Transcribe the stretch of entries below from the line with "filename src/lib.rs" through the line with "let position = self.labels.iter().position(|l|", exactly and with both ends included; leave out all other lines.

Collected data entries:
"""
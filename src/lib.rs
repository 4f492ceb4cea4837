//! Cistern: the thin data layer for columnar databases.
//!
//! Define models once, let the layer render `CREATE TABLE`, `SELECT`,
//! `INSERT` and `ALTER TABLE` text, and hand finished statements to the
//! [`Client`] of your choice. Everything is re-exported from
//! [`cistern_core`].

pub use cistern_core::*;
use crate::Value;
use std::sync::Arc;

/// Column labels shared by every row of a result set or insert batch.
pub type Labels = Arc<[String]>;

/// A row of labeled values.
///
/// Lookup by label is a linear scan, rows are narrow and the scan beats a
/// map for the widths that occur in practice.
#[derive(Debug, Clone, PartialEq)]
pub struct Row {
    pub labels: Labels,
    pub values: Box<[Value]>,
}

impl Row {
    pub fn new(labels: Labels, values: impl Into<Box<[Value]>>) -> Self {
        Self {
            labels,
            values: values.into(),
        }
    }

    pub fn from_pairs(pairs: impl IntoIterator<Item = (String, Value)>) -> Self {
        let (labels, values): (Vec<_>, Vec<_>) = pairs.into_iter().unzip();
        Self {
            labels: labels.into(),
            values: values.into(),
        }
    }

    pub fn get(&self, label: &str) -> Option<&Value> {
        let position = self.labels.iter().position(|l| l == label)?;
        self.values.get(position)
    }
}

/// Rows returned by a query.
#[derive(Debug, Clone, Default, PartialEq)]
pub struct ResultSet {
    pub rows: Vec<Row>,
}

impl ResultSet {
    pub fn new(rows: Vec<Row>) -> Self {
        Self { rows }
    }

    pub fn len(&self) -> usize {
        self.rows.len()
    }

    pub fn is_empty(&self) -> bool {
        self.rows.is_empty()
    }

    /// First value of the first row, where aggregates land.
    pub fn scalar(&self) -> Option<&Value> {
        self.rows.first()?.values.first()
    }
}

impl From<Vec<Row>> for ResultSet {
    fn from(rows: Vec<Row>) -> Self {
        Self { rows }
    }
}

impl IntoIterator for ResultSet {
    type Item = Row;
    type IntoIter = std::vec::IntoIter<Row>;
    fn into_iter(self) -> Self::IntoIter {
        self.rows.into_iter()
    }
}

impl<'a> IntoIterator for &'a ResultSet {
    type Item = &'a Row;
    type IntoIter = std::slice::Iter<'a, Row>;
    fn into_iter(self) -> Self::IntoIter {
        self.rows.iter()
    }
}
"""
"""
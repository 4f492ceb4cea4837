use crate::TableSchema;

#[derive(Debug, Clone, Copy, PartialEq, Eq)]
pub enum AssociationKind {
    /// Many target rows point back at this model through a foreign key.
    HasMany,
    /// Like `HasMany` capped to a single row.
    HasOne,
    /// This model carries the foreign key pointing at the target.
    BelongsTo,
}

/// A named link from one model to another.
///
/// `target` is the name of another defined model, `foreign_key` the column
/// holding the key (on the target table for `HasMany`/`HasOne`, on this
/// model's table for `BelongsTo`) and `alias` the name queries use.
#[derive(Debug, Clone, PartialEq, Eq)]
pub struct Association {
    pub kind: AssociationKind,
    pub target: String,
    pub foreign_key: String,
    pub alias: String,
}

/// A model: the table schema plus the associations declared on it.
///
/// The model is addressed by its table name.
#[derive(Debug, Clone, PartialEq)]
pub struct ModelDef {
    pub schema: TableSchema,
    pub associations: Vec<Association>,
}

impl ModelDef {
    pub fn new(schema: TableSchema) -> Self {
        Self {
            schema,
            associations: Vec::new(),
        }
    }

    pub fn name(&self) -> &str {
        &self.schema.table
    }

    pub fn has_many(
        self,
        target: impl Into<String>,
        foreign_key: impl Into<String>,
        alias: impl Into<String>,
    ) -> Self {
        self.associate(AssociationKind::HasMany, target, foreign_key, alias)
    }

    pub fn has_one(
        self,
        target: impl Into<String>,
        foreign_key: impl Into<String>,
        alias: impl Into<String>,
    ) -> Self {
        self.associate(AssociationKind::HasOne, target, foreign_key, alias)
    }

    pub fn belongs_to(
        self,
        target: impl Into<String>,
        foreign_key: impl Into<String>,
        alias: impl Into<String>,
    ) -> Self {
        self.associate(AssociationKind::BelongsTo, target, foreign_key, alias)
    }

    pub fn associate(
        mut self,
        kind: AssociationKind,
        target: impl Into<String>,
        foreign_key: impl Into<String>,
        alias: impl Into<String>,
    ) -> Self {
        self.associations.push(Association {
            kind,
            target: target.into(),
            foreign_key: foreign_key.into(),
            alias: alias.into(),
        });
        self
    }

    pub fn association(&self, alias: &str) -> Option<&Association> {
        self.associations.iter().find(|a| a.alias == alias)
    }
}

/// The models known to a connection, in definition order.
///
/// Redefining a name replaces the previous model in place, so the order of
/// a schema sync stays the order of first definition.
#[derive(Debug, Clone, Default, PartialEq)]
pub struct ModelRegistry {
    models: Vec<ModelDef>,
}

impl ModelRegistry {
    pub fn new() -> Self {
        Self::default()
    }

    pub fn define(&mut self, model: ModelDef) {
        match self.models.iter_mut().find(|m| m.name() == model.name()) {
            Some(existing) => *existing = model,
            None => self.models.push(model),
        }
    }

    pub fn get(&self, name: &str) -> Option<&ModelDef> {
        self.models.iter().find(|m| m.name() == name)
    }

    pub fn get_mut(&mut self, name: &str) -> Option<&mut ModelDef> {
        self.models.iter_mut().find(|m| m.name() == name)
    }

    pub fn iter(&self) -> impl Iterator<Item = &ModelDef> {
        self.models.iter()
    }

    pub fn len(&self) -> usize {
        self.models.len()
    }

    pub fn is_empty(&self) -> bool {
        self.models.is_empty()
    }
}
"""
▶ TASK RESULT
filename src/lib.rs
repository 4f492ceb4cea4837
//! Cistern: the thin data layer for columnar databases.
//!
//! Define models once, let the layer render `CREATE TABLE`, `SELECT`,
//! `INSERT` and `ALTER TABLE` text, and hand finished statements to the
//! [`Client`] of your choice. Everything is re-exported from
//! [`cistern_core`].

pub use cistern_core::*;
use crate::Value;
use std::sync::Arc;

/// Column labels shared by every row of a result set or insert batch.
pub type Labels = Arc<[String]>;

/// A row of labeled values.
///
/// Lookup by label is a linear scan, rows are narrow and the scan beats a
/// map for the widths that occur in practice.
#[derive(Debug, Clone, PartialEq)]
pub struct Row {
    pub labels: Labels,
    pub values: Box<[Value]>,
}

impl Row {
    pub fn new(labels: Labels, values: impl Into<Box<[Value]>>) -> Self {
        Self {
            labels,
            values: values.into(),
        }
    }

    pub fn from_pairs(pairs: impl IntoIterator<Item = (String, Value)>) -> Self {
        let (labels, values): (Vec<_>, Vec<_>) = pairs.into_iter().unzip();
        Self {
            labels: labels.into(),
            values: values.into(),
        }
    }

    pub fn get(&self, label: &str) -> Option<&Value> {
        let position = self.labels.iter().position(|l| l == label)?;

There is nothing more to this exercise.